Jump to heading Edge Cases and Gotchas

  • Tab isolation in Streamlit — Streamlit’s st.session_state is per-tab, so spatial_cache_version lives in one tab’s session only. If a user has the dashboard open in two tabs and triggers a refresh in tab A, tab B continues serving stale results until it also increments its counter. For cross-tab invalidation, store the version in a shared process-level variable or an external key-value store.
  • CRS mismatch after reprojection — if your data pipeline reprojects GeoDataFrames to EPSG:3857 for tile rendering but your PostGIS query uses EPSG:4326 bounding boxes, ensure normalize_spatial_key receives the CRS that matches the query, not the display CRS. Mixing the two silently produces keys that don’t match any cached entry.
  • TTL expiry during long sessions — with ttl=300, a query cached at the start of a 10-minute user session will expire mid-session.
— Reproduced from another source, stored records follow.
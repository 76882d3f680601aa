use crate::config::Config;
use crate::framebuffer::{Color, Framebuffer};
use crate::game::{Command, FixedStep, Game, GameState};
use crate::player::InputState;
use sdl2::event::Event;
use sdl2::keyboard::Keycode;
use sdl2::rect::Rect;
use sdl2::render::Canvas;
use sdl2::video::Window;
use std::collections::HashSet;
use std::time::{Duration, Instant};

const TARGET_FPS: u64 = 60;

// helper trait to convert strings into std::error types
trait StringToAnyhow<T> {
    fn ah(self) -> anyhow::Result<T>;
}

impl<T> StringToAnyhow<T> for Result<T, String> {
    fn ah(self) -> anyhow::Result<T> {
        self.map_err(|err| anyhow::anyhow!("{err}"))
    }
}

impl Framebuffer for Canvas<Window> {
    fn size(&self) -> (u32, u32) {
        self.window().size()
    }

    fn clear(&mut self, color: Color) -> anyhow::Result<()> {
        self.set_draw_color(color);
        Canvas::clear(self);
        Ok(())
    }

    fn fill_rect(&mut self, x: f32, y: f32, w: f32, h: f32, color: Color) -> anyhow::Result<()> {
        let (x0, y0) = (x.round(), y.round());
        let (x1, y1) = ((x + w).round(), (y + h).round());
        if x1 <= x0 || y1 <= y0 {
            return Ok(());
        }

        self.set_draw_color(color);
        Canvas::fill_rect(
            self,
            Rect::new(x0 as i32, y0 as i32, (x1 - x0) as u32, (y1 - y0) as u32),
        )
        .ah()
    }

    fn fill_circle(&mut self, x: f32, y: f32, r: f32, color: Color) -> anyhow::Result<()> {
        // one horizontal span per scanline
        let rects = ((y - r).floor() as i32..=(y + r).ceil() as i32)
            .filter_map(|row| {
                let dy = row as f32 + 0.5 - y;
                let half = (r * r - dy * dy).sqrt();
                let (x0, x1) = ((x - half).round(), (x + half).round());
                (x1 > x0).then(|| Rect::new(x0 as i32, row, (x1 - x0) as u32, 1))
            })
            .collect::<Vec<_>>();

        self.set_draw_color(color);
        self.fill_rects(&rects).ah()
    }
}

/// held keys → movement snapshot; arrows and WASD both work
fn input_state(keys: &HashSet<Keycode>) -> InputState {
    let held = |a: Keycode, b: Keycode| keys.contains(&a) || keys.contains(&b);
    InputState {
        forward: held(Keycode::Up, Keycode::W),
        backward: held(Keycode::Down, Keycode::S),
        turn_left: held(Keycode::Left, Keycode::A),
        turn_right: held(Keycode::Right, Keycode::D),
    }
}

fn command(key: Keycode) -> Option<Command> {
    match key {
        Keycode::Escape | Keycode::P => Some(Command::TogglePause),
        Keycode::M => Some(Command::ToggleMinimap),
        Keycode::Q => Some(Command::Quit),
        _ => None,
    }
}

pub(crate) fn run(config: &Config, mut game: Game) -> anyhow::Result<()> {
    // sdl boilerplate
    log::info!("initializing sdl2");
    let sdl_ctx = sdl2::init().ah()?;
    log::info!("initializing video");
    let video = sdl_ctx.video().ah()?;

    log::info!("initializing window");
    let mut window = video
        .window("raycast", config.width, config.height)
        .position_centered()
        .build()?;
    window.set_resizable(false);
    log::info!("creating canvas");
    let mut canvas = window.into_canvas().build()?;
    log::info!("pumping events");
    let mut events = sdl_ctx.event_pump().ah()?;

    let mut keys = HashSet::new();
    let mut clock = FixedStep::new(config.tick_rate, config.max_substeps);
    let delta = Duration::from_millis(1_000 / TARGET_FPS);
    let mut last = Instant::now();

    'main_loop: loop {
        let prev = Instant::now();

        // handle events
        for ev in events.poll_iter() {
            match ev {
                Event::Quit { .. } => break 'main_loop,
                Event::KeyDown {
                    keycode: Some(k),
                    repeat,
                    ..
                } => {
                    keys.insert(k);

                    if !repeat {
                        match command(k) {
                            Some(command) => game.command(command),
                            None => log::debug!("no command bound to {k:?}"),
                        }
                    }
                }
                Event::KeyUp {
                    keycode: Some(k), ..
                } => {
                    keys.remove(&k);
                }
                _ => {}
            }
        }

        if game.game_state == GameState::Exit {
            break;
        }

        // simulate
        let input = input_state(&keys);
        let now = Instant::now();
        for _ in 0..clock.advance(now - last) {
            game.advance(input);
        }
        last = now;

        // draw game
        if let Err(err) = game.render(&mut canvas) {
            log::error!("error while in game state {:?}: {err}", game.game_state);
            return Err(err);
        }
        canvas.present();

        let diff = prev.elapsed();
        if diff < delta {
            std::thread::sleep(delta - diff);
        }
    }

    log::info!("exiting after {} ticks", game.ticks);
    Ok(())
}
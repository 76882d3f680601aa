use config::Config;
use game::Game;
use map::{Map, DEFAULT_LEVEL};
use std::path::PathBuf;

mod collision;
mod config;
mod framebuffer;
mod game;
#[cfg(not(feature = "sdl"))]
mod headless;
mod map;
mod minimap;
mod player;
mod ray;
mod scene;
#[cfg(feature = "sdl")]
mod sdl;

fn main() -> anyhow::Result<()> {
    pretty_env_logger::init_custom_env("RAYCAST_LOG");
    let mut config = Config::default();
    if let Ok(mode) = std::env::var("RAYCAST_MARCH") {
        config.ray_march = mode.parse()?;
    }
    log::info!("casting rays with {:?}", config.ray_march);

    // optional map path as the only argument
    let map = match std::env::args_os().nth(1) {
        Some(path) => Map::load(&PathBuf::from(path), config.tile_size)?,
        None => {
            log::info!("loading built-in level");
            Map::parse(DEFAULT_LEVEL, config.tile_size)?
        }
    };
    let size = map.world_size();
    log::info!(
        "map is {}x{} tiles ({}x{} units)",
        map.width,
        map.height,
        size.x,
        size.y
    );

    // initialize game
    log::info!("initializing game state");
    let game = Game::new(&config, map);

    #[cfg(feature = "sdl")]
    let result = sdl::run(&config, game);
    #[cfg(not(feature = "sdl"))]
    let result = headless::run(&config, game);

    if let Err(err) = &result {
        log::error!("{err:#}");
    }
    result
}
If your data source is stable for hours, raise the TTL to match the actual data refresh cadence rather than arbitrarily limiting it to 5 minutes.

Jump to heading FAQ

Why does st.cache_data produce cache misses even when I pass the same bounding box?

Streamlit’s default hasher performs a byte-level comparison of function arguments. Floating-point bounding-box coordinates that differ by as little as 1e-12 — common when coordinates round-trip through a browser map widget — produce unique hashes. Round coordinates to 6 decimal places and serialize them to WKB using normalize_spatial_key() before passing them to the cached function.

How do I invalidate only the spatial cache without wiping all cached data?

Use a version counter (cache_version) as part of the cache key rather than calling st.cache_data.clear(). Incrementing the counter forces new cache entries for all spatial queries while leaving unrelated cached data — such as metadata lookups or configuration fetches — intact until their own TTLs expire.

Does this deterministic key approach work for Panel dashboards as well?

Yes. The normalize_spatial_key() function is entirely framework-agnostic. Pass its output as the first positional argument to any @pn.cache-decorated function. Panel’s cache respects positional argument ordering identically to Streamlit’s, so the leading-key pattern applies without modification.

Jump to heading Memory and Performance Guardrails

Spatial result sets are heavy: a single GeoDataFrame covering a municipality’s parcel layer can easily exceed 50 MB in process memory. Apply these limits in production:

  • TTL baselinettl=300 (5 minutes) matches typical dashboard session lengths. Align TTL with your data source’s actual refresh cadence if it is longer.
  • Entry capmax_entries=500 triggers LRU eviction before memory pressure becomes critical; tune downward on containers with less than 2 GB RAM.
  • Column pruning — return only the columns downstream components actually consume. Drop geometry entirely if a table widget only needs attribute data; use gdf[["gid", "name", "area_sqm"]] before returning from the cached function.
  • Connection pooling — cache query results, not database connections. Instantiate your psycopg2 or duckdb connection pool outside any cached function so it is shared across cache misses rather than rebuilt on every cold call.

For detailed guidance on setting process-level memory ceilings see memory limit management.

Jump to heading When to Bypass Caching Entirely

Deterministic keys solve hash instability but cannot fix architecturally unsuitable query patterns. Skip the caching layer when:

  • Queries consume real-time streaming data (IoT sensor feeds, live transit GTFS-RT) where any TTL would serve stale readings.
  • Spatial joins span more than ~50,000 rows and require incremental or streaming processing via asyncio-based pipelines — see async data loading patterns for the right approach.
  • Users expect sub-100 ms responses on highly granular, per-pixel bounding boxes where cached entries would never be reused.

In these scenarios, rely on database-side materialized views, GIST or SP-GiST spatial indexes on your PostGIS tables, or push rendering to a client-side tile server so the browser handles spatial filtering rather than the Python process.